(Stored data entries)

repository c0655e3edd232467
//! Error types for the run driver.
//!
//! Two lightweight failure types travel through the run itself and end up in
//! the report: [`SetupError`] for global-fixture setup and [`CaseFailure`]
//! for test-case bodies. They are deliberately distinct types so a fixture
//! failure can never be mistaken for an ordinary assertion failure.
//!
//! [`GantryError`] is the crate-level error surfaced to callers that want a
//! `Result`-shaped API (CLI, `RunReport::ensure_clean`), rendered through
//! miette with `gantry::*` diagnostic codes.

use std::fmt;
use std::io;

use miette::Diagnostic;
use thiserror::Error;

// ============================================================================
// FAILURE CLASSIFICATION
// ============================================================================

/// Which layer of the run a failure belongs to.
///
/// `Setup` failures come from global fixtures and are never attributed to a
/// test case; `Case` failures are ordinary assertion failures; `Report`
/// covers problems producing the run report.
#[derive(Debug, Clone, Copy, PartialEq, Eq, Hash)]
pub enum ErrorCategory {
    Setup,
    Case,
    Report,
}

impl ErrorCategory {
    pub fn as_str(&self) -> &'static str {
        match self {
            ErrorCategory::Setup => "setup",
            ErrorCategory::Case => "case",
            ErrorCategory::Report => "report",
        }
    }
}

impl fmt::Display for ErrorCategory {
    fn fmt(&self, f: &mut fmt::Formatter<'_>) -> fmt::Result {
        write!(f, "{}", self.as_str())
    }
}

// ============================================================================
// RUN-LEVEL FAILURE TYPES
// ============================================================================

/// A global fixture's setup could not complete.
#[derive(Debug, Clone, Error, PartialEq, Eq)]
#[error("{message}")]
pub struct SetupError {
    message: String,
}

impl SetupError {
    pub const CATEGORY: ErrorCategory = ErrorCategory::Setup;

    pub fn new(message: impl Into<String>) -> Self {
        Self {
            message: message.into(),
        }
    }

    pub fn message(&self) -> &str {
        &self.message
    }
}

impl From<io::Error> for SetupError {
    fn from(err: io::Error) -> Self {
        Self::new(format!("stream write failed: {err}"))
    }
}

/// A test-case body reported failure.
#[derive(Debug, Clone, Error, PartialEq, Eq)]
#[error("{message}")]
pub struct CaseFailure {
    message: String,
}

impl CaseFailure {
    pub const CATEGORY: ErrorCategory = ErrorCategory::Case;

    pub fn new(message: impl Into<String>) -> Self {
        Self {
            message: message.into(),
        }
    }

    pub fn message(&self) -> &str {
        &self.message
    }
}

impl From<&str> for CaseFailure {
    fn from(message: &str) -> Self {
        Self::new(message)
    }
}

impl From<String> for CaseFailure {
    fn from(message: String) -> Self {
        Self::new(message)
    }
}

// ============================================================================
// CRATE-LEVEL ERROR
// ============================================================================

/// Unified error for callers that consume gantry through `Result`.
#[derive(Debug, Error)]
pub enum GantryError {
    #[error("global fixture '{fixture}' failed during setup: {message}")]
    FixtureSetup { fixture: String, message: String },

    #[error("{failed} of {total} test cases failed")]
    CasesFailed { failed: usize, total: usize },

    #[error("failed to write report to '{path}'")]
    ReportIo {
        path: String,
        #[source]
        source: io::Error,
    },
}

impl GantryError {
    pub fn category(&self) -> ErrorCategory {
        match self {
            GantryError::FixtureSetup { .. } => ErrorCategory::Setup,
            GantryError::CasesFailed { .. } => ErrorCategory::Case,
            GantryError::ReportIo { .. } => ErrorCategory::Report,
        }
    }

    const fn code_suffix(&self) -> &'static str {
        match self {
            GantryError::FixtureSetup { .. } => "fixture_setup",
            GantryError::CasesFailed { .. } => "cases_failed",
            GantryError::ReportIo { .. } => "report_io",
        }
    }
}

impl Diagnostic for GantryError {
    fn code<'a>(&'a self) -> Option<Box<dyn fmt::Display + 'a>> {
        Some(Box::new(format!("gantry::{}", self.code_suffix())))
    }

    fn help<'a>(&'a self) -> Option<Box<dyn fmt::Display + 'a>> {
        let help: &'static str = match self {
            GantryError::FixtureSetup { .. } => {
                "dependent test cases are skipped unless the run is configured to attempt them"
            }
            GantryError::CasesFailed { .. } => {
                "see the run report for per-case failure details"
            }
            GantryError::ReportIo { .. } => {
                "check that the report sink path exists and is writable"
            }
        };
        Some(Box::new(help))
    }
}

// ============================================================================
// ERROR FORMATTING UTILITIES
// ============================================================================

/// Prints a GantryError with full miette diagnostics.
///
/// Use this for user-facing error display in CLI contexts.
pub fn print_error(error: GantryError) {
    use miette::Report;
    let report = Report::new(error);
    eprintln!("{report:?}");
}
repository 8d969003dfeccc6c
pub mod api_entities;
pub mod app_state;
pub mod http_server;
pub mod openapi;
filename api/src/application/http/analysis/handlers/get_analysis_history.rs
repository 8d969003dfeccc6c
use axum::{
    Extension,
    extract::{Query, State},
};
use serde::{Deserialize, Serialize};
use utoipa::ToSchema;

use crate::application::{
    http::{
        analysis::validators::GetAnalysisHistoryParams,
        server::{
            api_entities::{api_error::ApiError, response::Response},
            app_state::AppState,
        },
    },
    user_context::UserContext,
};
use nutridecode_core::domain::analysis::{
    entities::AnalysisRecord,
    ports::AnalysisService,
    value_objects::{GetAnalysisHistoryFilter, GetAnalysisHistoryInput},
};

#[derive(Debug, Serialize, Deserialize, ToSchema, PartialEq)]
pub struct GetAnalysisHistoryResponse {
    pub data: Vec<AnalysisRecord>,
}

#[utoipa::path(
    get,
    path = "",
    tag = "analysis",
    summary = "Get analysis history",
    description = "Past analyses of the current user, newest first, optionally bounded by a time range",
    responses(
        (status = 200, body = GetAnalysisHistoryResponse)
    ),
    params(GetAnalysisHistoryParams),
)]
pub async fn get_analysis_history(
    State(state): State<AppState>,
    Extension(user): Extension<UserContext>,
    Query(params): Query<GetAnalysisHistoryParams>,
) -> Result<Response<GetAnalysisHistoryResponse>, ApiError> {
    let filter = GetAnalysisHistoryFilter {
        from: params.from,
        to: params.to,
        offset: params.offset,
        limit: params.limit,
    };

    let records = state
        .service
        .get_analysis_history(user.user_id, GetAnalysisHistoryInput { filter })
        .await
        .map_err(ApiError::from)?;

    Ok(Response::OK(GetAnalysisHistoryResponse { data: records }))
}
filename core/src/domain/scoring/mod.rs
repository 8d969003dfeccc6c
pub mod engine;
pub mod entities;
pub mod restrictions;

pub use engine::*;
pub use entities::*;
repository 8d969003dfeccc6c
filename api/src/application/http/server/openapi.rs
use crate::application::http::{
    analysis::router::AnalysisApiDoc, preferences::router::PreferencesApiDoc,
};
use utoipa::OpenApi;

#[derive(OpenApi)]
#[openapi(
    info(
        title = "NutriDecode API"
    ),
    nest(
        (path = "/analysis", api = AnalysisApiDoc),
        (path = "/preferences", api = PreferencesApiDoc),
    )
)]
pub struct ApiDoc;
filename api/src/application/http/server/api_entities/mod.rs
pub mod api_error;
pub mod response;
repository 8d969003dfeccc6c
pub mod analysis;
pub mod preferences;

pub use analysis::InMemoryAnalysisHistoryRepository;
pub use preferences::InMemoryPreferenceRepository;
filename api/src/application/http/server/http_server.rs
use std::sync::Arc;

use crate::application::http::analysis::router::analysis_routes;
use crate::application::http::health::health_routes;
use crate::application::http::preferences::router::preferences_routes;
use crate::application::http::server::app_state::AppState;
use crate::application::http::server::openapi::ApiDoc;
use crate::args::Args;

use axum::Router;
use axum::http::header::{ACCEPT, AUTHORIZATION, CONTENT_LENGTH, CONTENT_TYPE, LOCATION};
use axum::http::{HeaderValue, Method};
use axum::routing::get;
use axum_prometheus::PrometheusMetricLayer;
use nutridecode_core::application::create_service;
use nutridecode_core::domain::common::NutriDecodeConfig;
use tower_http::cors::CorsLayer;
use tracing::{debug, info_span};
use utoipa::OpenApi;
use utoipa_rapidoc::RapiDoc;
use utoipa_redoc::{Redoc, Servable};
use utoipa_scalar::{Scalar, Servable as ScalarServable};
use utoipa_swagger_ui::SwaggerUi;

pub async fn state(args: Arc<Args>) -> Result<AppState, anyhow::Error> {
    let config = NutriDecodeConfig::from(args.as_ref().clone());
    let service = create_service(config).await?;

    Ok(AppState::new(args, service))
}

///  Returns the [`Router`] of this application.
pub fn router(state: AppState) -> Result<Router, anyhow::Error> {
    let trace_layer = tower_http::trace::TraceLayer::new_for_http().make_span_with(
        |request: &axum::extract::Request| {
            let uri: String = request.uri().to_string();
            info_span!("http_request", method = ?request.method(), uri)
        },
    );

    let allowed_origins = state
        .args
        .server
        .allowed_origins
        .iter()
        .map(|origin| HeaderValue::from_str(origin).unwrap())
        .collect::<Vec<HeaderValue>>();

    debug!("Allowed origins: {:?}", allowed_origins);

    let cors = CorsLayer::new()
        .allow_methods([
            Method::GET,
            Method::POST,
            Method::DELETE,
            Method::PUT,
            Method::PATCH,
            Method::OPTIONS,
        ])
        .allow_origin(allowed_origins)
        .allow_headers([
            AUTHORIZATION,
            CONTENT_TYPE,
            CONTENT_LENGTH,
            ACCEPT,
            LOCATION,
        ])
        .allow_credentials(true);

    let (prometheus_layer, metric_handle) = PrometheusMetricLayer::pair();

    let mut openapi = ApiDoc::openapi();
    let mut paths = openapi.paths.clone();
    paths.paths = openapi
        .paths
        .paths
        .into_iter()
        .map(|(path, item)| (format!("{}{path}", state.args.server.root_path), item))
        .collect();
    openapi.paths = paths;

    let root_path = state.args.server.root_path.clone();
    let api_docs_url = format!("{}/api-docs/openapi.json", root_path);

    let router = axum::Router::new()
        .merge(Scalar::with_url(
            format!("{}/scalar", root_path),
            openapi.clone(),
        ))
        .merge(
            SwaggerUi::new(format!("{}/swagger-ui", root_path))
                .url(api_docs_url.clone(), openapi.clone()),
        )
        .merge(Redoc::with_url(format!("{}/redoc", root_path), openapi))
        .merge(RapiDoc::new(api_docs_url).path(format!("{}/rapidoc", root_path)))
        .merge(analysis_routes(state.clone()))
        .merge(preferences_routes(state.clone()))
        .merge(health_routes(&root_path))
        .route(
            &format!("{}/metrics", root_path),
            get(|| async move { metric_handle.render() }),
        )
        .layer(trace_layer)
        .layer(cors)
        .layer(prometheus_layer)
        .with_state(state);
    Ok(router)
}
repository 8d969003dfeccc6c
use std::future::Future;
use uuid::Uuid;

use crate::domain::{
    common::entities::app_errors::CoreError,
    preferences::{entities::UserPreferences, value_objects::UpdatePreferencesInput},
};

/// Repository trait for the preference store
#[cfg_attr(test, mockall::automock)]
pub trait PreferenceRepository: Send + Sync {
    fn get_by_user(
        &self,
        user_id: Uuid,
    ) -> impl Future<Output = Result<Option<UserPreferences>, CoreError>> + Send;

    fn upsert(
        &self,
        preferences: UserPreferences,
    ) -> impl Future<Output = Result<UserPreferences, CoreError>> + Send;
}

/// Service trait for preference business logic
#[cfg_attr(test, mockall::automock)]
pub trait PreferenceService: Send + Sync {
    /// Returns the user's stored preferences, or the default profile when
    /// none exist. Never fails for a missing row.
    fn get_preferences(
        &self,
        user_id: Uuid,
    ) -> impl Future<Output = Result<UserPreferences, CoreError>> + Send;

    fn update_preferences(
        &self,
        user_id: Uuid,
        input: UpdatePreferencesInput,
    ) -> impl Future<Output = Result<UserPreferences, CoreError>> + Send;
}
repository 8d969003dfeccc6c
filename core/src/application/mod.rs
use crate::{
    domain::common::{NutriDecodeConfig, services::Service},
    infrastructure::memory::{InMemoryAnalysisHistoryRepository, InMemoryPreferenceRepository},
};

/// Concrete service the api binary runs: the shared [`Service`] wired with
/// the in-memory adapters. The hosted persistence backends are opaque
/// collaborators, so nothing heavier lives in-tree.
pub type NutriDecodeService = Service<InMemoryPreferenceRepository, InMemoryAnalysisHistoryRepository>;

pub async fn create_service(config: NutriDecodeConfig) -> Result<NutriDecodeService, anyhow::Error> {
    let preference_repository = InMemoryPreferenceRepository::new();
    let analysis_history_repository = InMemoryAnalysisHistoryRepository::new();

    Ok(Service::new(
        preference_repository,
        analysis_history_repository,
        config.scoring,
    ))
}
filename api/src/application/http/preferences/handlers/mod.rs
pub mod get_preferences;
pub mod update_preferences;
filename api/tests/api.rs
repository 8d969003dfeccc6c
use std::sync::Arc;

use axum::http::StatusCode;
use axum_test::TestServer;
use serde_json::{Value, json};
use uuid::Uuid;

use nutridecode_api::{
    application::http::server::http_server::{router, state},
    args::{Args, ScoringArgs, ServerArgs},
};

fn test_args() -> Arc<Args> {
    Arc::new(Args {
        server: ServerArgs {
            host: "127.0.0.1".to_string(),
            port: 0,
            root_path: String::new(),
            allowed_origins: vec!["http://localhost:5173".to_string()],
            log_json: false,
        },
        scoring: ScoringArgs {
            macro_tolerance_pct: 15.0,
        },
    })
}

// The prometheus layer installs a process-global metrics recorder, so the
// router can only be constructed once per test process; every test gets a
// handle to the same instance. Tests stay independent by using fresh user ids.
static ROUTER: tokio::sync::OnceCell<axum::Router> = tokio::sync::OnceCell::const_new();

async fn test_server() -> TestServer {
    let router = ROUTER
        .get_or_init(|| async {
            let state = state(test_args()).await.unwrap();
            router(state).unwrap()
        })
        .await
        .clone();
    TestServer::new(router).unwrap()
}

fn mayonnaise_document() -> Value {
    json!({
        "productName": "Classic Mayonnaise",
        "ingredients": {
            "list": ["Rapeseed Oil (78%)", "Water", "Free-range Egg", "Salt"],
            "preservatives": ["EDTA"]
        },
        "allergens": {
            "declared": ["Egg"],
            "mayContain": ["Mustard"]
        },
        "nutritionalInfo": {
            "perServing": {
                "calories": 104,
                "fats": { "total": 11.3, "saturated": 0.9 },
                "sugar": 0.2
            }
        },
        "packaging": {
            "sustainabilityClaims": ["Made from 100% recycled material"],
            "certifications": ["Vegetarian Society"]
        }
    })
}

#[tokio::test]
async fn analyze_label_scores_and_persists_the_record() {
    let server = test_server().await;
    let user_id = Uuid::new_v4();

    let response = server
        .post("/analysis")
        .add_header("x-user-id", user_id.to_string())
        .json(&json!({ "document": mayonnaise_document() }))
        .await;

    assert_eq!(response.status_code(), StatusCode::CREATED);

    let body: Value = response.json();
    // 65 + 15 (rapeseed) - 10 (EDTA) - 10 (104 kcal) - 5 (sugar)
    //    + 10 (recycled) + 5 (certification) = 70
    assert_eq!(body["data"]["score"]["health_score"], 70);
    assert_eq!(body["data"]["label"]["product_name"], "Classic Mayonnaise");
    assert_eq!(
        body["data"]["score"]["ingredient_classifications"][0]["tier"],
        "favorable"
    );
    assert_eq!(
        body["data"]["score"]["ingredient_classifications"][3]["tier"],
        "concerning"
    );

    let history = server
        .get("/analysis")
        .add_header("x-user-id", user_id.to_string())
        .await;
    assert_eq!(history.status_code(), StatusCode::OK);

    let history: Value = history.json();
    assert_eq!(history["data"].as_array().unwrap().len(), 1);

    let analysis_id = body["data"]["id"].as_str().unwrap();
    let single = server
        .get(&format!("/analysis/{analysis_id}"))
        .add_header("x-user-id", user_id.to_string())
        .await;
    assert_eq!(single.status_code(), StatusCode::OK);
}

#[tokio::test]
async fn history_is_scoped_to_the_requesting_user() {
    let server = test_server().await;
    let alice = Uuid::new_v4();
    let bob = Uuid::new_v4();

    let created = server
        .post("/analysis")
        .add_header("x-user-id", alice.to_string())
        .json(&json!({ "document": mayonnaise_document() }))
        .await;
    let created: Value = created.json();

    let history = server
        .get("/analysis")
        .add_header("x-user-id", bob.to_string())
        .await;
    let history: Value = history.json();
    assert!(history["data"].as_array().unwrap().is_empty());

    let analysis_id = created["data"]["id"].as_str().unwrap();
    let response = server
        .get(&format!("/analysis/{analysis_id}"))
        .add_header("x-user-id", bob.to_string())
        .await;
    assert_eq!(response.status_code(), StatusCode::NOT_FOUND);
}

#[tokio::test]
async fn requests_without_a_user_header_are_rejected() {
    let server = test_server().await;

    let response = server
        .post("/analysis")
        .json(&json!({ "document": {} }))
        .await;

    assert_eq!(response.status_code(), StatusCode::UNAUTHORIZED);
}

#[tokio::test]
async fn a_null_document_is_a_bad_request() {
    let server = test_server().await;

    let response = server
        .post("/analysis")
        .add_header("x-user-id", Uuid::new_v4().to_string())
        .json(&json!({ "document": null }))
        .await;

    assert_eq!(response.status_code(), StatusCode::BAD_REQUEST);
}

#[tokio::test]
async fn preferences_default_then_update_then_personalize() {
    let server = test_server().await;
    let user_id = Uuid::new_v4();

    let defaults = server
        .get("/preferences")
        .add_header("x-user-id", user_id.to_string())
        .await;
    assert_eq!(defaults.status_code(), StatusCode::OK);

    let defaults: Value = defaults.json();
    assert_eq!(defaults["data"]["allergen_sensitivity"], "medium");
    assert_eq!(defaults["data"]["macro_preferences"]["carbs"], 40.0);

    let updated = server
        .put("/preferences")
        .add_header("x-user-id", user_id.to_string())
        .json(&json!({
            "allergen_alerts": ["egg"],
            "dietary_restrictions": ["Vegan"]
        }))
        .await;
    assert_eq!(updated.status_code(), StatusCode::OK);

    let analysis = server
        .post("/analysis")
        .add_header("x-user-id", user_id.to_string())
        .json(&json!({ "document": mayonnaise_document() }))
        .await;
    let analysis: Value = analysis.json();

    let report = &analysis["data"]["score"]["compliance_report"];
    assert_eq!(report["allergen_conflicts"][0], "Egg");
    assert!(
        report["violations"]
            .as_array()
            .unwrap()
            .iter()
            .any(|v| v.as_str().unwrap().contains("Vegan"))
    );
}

■ To do ■
Scan the data for lines with the word "InMemoryAnalysisHistoryRepository". Report only how many there are.

■ Answer for the task ■
4